● **TRY IT**:
Look through the data that follows and copy each line with the string "Duration".

(Stored data)
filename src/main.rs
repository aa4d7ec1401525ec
use std::path::PathBuf;

use clap::Parser;
use crl_fetch::{bundle::Target, config::Config, telemetry, update};

/// Merge the CRLs of the local trust store with the CRLs published by the
/// certificate chains of the given domains.
#[derive(Parser, Debug)]
#[command(author, version, about, long_about = None)]
#[command(name = "crl-fetch")]
struct Cli {
    /// Target file name, standard output when omitted
    #[arg(short = 't', long = "target", value_name = "PATH")]
    target: Option<PathBuf>,

    /// Domains whose certificate chains are inspected for CRL distribution points
    #[arg(value_name = "DOMAIN")]
    domains: Vec<String>,
}

#[tokio::main(flavor = "current_thread")]
async fn main() -> color_eyre::Result<()> {
    color_eyre::install()?;
    let cli = Cli::parse();
    telemetry::init_tracing();

    let config = Config::load()?;
    tracing::debug!("Loaded configuration: {:?}", config);

    let bundle = update::run(&config, &cli.domains).await;
    bundle.write_to(&Target::from(cli.target)).await?;

    Ok(())
}
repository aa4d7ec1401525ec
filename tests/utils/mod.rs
#![allow(dead_code)]

use std::path::Path;
use std::pin::Pin;
use std::sync::Arc;
use std::sync::atomic::{AtomicUsize, Ordering};

use axum::{Router, http::StatusCode, routing::get};
use crl_fetch::telemetry;
use openssl::pkey::PKey;
use openssl::ssl::{Ssl, SslAcceptor, SslMethod};
use openssl::x509::X509;
use rcgen::{
    BasicConstraints, CertificateParams, CertificateRevocationListParams, CrlDistributionPoint,
    DistinguishedName, DnType, IsCa, Issuer, KeyIdMethod, KeyPair, KeyUsagePurpose,
    RevocationReason, RevokedCertParams, SerialNumber,
};
use time::{Duration, OffsetDateTime};
use tokio::io::{AsyncReadExt, AsyncWriteExt};
use tokio::net::TcpListener;
use tokio_openssl::SslStream;

pub struct TestCa {
    pub cert_pem: String,
    issuer: Issuer<'static, KeyPair>,
}

pub struct TestLeaf {
    pub cert_pem: String,
    pub key_pem: String,
}

impl TestCa {
    pub fn new(common_name: &str) -> Self {
        let key_pair = KeyPair::generate().unwrap();
        let mut params = CertificateParams::new(Vec::<String>::new()).unwrap();
        params.is_ca = IsCa::Ca(BasicConstraints::Unconstrained);
        params.key_usages = vec![KeyUsagePurpose::KeyCertSign, KeyUsagePurpose::CrlSign];
        let mut dn = DistinguishedName::new();
        dn.push(DnType::OrganizationName, "Test Organization");
        dn.push(DnType::CommonName, common_name);
        params.distinguished_name = dn;

        let cert = params.self_signed(&key_pair).unwrap();
        Self {
            cert_pem: cert.pem(),
            issuer: Issuer::new(params, key_pair),
        }
    }

    /// Leaf for `host` with one distribution point per entry of `points`.
    pub fn leaf(&self, host: &str, points: &[&[&str]]) -> TestLeaf {
        let key_pair = KeyPair::generate().unwrap();
        let mut params = CertificateParams::new(vec![host.to_string()]).unwrap();
        params.distinguished_name.push(DnType::CommonName, host);
        params.crl_distribution_points = points
            .iter()
            .map(|uris| CrlDistributionPoint {
                uris: uris.iter().map(|uri| uri.to_string()).collect(),
            })
            .collect();

        let cert = params.signed_by(&key_pair, &self.issuer).unwrap();
        TestLeaf {
            cert_pem: cert.pem(),
            key_pem: key_pair.serialize_pem(),
        }
    }

    /// DER encoded CRL revoking `serials`.
    pub fn crl(&self, serials: &[u64]) -> Vec<u8> {
        let now = OffsetDateTime::now_utc();
        let params = CertificateRevocationListParams {
            this_update: now,
            next_update: now + Duration::days(7),
            crl_number: SerialNumber::from(1u64),
            issuing_distribution_point: None,
            revoked_certs: serials
                .iter()
                .map(|serial| RevokedCertParams {
                    serial_number: SerialNumber::from(*serial),
                    revocation_time: now,
                    reason_code: Some(RevocationReason::KeyCompromise),
                    invalidity_date: None,
                })
                .collect(),
            key_identifier_method: KeyIdMethod::Sha256,
        };
        params.signed_by(&self.issuer).unwrap().der().to_vec()
    }

    pub fn write_bundle(&self, path: &Path) {
        std::fs::write(path, &self.cert_pem).unwrap();
    }
}

/// Serve `crls` over plain HTTP; `/error.crl` answers 500, anything else 404.
pub async fn spawn_crl_server(crls: Vec<(&'static str, Vec<u8>)>) -> String {
    telemetry::init_tracing();

    let mut router = Router::new().route(
        "/error.crl",
        get(|| async { StatusCode::INTERNAL_SERVER_ERROR }),
    );
    for (path, body) in crls {
        router = router.route(
            path,
            get(move || {
                let body = body.clone();
                async move { body }
            }),
        );
    }

    let listener = TcpListener::bind("127.0.0.1:0").await.unwrap();
    let addr = listener.local_addr().unwrap();
    tokio::spawn(async move {
        axum::serve(listener, router).await.unwrap();
    });

    format!("http://{addr}")
}

/// HTTPS endpoint presenting `leaf` plus `intermediates`. Returns the port.
pub async fn spawn_tls_server(leaf: &TestLeaf, intermediates: &[&str]) -> u16 {
    telemetry::init_tracing();

    let mut acceptor = SslAcceptor::mozilla_intermediate_v5(SslMethod::tls()).unwrap();
    acceptor
        .set_private_key(&PKey::private_key_from_pem(leaf.key_pem.as_bytes()).unwrap())
        .unwrap();
    acceptor
        .set_certificate(&X509::from_pem(leaf.cert_pem.as_bytes()).unwrap())
        .unwrap();
    for pem in intermediates {
        acceptor
            .add_extra_chain_cert(X509::from_pem(pem.as_bytes()).unwrap())
            .unwrap();
    }
    acceptor.check_private_key().unwrap();
    let acceptor = acceptor.build();

    let listener = TcpListener::bind("127.0.0.1:0").await.unwrap();
    let port = listener.local_addr().unwrap().port();

    tokio::spawn(async move {
        while let Ok((stream, _)) = listener.accept().await {
            let ssl = Ssl::new(acceptor.context()).unwrap();
            tokio::spawn(async move {
                let mut tls = SslStream::new(ssl, stream).unwrap();
                if Pin::new(&mut tls).accept().await.is_err() {
                    return;
                }
                let mut request = [0u8; 1024];
                let _ = tls.read(&mut request).await;
                let _ = tls
                    .write_all(b"HTTP/1.1 200 OK\r\nContent-Length: 2\r\nConnection: close\r\n\r\nok")
                    .await;
                let _ = tls.shutdown().await;
            });
        }
    });

    port
}

/// TCP endpoint that accepts connections and never answers. Returns the
/// port and the number of accepted connections.
pub async fn spawn_silent_server() -> (u16, Arc<AtomicUsize>) {
    let listener = TcpListener::bind("127.0.0.1:0").await.unwrap();
    let port = listener.local_addr().unwrap().port();
    let accepted = Arc::new(AtomicUsize::new(0));

    let counter = accepted.clone();
    tokio::spawn(async move {
        let mut open = Vec::new();
        while let Ok((stream, _)) = listener.accept().await {
            counter.fetch_add(1, Ordering::SeqCst);
            open.push(stream);
        }
    });

    (port, accepted)
}

/// A port nothing listens on.
pub fn closed_port() -> u16 {
    let listener = std::net::TcpListener::bind("127.0.0.1:0").unwrap();
    listener.local_addr().unwrap().port()
}
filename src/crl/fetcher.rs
use std::time::Duration;

use async_trait::async_trait;
use reqwest::{Certificate, Client, tls};
use tokio::time::timeout;
use tracing::debug;
use url::Url;

use super::errors::{CrlError, CrlResult};
use crate::tls::TlsPolicy;

/// Downloads raw CRL bodies.
#[cfg_attr(test, mockall::automock)]
#[async_trait]
pub trait CrlFetcher: Send + Sync {
    /// Fetch the body published at `uri`. Only 2xx responses succeed.
    async fn fetch(&self, uri: &str) -> CrlResult<Vec<u8>>;
}

/// HTTP(S) CRL downloads, trusting the same roots as chain capture.
#[derive(Debug, Clone)]
pub struct HttpCrlFetcher {
    client: Client,
    request_timeout: Duration,
}

impl HttpCrlFetcher {
    /// Create a fetcher that trusts only the roots in `ca_bundle_pem`.
    pub fn new(ca_bundle_pem: &[u8], request_timeout: Duration) -> CrlResult<Self> {
        let mut builder = Client::builder()
            .timeout(request_timeout)
            .min_tls_version(tls::Version::TLS_1_2)
            .tls_built_in_root_certs(false)
            .user_agent(concat!(env!("CARGO_PKG_NAME"), "/", env!("CARGO_PKG_VERSION")));

        for root in Certificate::from_pem_bundle(ca_bundle_pem)? {
            builder = builder.add_root_certificate(root);
        }

        Ok(Self {
            client: builder.build()?,
            request_timeout,
        })
    }

    pub fn from_policy(policy: &TlsPolicy, request_timeout: Duration) -> CrlResult<Self> {
        Self::new(policy.ca_bundle_pem(), request_timeout)
    }
}

#[async_trait]
impl CrlFetcher for HttpCrlFetcher {
    async fn fetch(&self, uri: &str) -> CrlResult<Vec<u8>> {
        let url = Url::parse(uri).map_err(|e| CrlError::InvalidUrl(format!("{uri}: {e}")))?;
        if !matches!(url.scheme(), "http" | "https") {
            return Err(CrlError::InvalidUrl(format!(
                "unsupported scheme {:?}",
                url.scheme()
            )));
        }

        let response = match timeout(self.request_timeout, self.client.get(url).send()).await {
            Ok(result) => result?,
            Err(_) => return Err(CrlError::Timeout),
        };

        let status = response.status();
        if !status.is_success() {
            return Err(CrlError::Status(status));
        }

        let body = response.bytes().await?.to_vec();
        debug!("Fetched {} bytes from {}", body.len(), uri);
        Ok(body)
    }
}
use std::path::PathBuf;
use std::time::Duration;

use openssl::error::ErrorStack;
use thiserror::Error;

/// Errors that can occur while capturing a peer's certificate chain.
#[derive(Error, Debug)]
pub enum TlsError {
    #[error("refusing to fetch from ip address {0}")]
    IpLiteral(String),

    #[error("empty domain name")]
    EmptyDomain,

    #[error("unable to load CA bundle {path}: {reason}")]
    CaBundle { path: PathBuf, reason: String },

    #[error(transparent)]
    OpenSSL(#[from] ErrorStack),

    #[error("TLS handshake failed: {0}")]
    Handshake(#[from] openssl::ssl::Error),

    #[error("I/O error: {0}")]
    Io(#[from] std::io::Error),

    #[error("timed out after {0:?}")]
    Timeout(Duration),

    #[error("unexpected response from peer: {0:?}")]
    Protocol(String),

    #[error("peer did not yield a verified chain")]
    NoVerifiedChain,
}

pub type TlsResult<T> = Result<T, TlsError>;
//! CRL harvesting
//!
//! Certificates captured from TLS peers are inspected for their CRL
//! Distribution Points; every referenced CRL is downloaded, validated and
//! normalized to PEM before it joins the bundle.

mod errors;
mod fetcher;
mod harvester;
mod parser;
mod types;

pub use errors::{CrlError, CrlResult};
pub use fetcher::{CrlFetcher, HttpCrlFetcher};
#[cfg(test)]
pub use fetcher::MockCrlFetcher;
pub use harvester::{CrlHarvester, HarvestReport, UNKNOWN_ISSUER};
pub use parser::{CertificateInfo, FULL_NAME_INDEX, distribution_point_uris};
pub use types::{CRL_PEM_TAG, CrlDocument};
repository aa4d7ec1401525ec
pub mod bundle;
pub mod config;
pub mod crl;
pub mod telemetry;
pub mod tls;
pub mod trust_store;
pub mod update;

#[cfg(test)]
mod test_utils;
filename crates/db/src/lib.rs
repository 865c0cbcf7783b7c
use std::str::FromStr;

use sqlx::{
    SqlitePool,
    migrate::MigrateError,
    sqlite::{SqliteConnectOptions, SqlitePoolOptions},
};
use thiserror::Error;
use tracing::info;

pub mod models;

#[derive(Debug, Error)]
pub enum DbError {
    #[error("invalid database url '{url}': {source}")]
    InvalidUrl {
        url: String,
        #[source]
        source: sqlx::Error,
    },
    #[error("database error: {0}")]
    Database(#[from] sqlx::Error),
    #[error("migration failed: {0}")]
    Migration(#[from] MigrateError),
}

/// Handle to the task record store.
#[derive(Clone)]
pub struct DBService {
    pub pool: SqlitePool,
}

impl DBService {
    /// Connect to the store at `database_url` and bring its schema up to date.
    pub async fn new(database_url: &str) -> Result<Self, DbError> {
        let options = SqliteConnectOptions::from_str(database_url)
            .map_err(|source| DbError::InvalidUrl {
                url: database_url.to_string(),
                source,
            })?
            .create_if_missing(true);

        let pool = SqlitePoolOptions::new().connect_with(options).await?;
        Self::migrate(&pool).await?;
        info!("Database connected");
        Ok(Self { pool })
    }

    /// Isolated in-memory store. A single connection is kept open for the
    /// lifetime of the pool, since an in-memory database dies with it.
    pub async fn new_in_memory() -> Result<Self, DbError> {
        let options = SqliteConnectOptions::from_str("sqlite::memory:")?;
        let pool = SqlitePoolOptions::new()
            .max_connections(1)
            .min_connections(1)
            .idle_timeout(None)
            .max_lifetime(None)
            .connect_with(options)
            .await?;
        Self::migrate(&pool).await?;
        Ok(Self { pool })
    }

    async fn migrate(pool: &SqlitePool) -> Result<(), DbError> {
        sqlx::migrate!("./migrations").run(pool).await?;
        Ok(())
    }
}
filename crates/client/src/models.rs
use chrono::{DateTime, Utc};
use serde::{Deserialize, Serialize};
use uuid::Uuid;

#[derive(Debug, Clone, PartialEq, Serialize, Deserialize)]
#[serde(rename_all = "camelCase")]
pub struct Task {
    pub id: Uuid,
    pub title: String,
    pub completed: bool,
    pub created_at: DateTime<Utc>,
    pub updated_at: DateTime<Utc>,
}

#[derive(Debug, Clone, Serialize)]
pub struct NewTask<'a> {
    pub title: &'a str,
}

/// Body of an update request; `None` fields are left out of the payload.
#[derive(Debug, Clone, Default, PartialEq, Serialize)]
pub struct TaskPatch {
    #[serde(skip_serializing_if = "Option::is_none")]
    pub title: Option<String>,
    #[serde(skip_serializing_if = "Option::is_none")]
    pub completed: Option<bool>,
}

impl TaskPatch {
    pub fn completed(completed: bool) -> Self {
        Self {
            title: None,
            completed: Some(completed),
        }
    }
}
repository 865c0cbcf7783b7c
pub mod logging;
pub mod response;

● **COMPLETED TASK**:
use time::{Duration, OffsetDateTime};
            next_update: now + Duration::days(7),
use std::time::Duration;
    request_timeout: Duration,
    pub fn new(ca_bundle_pem: &[u8], request_timeout: Duration) -> CrlResult<Self> {
    pub fn from_policy(policy: &TlsPolicy, request_timeout: Duration) -> CrlResult<Self> {
use std::time::Duration;
    Timeout(Duration),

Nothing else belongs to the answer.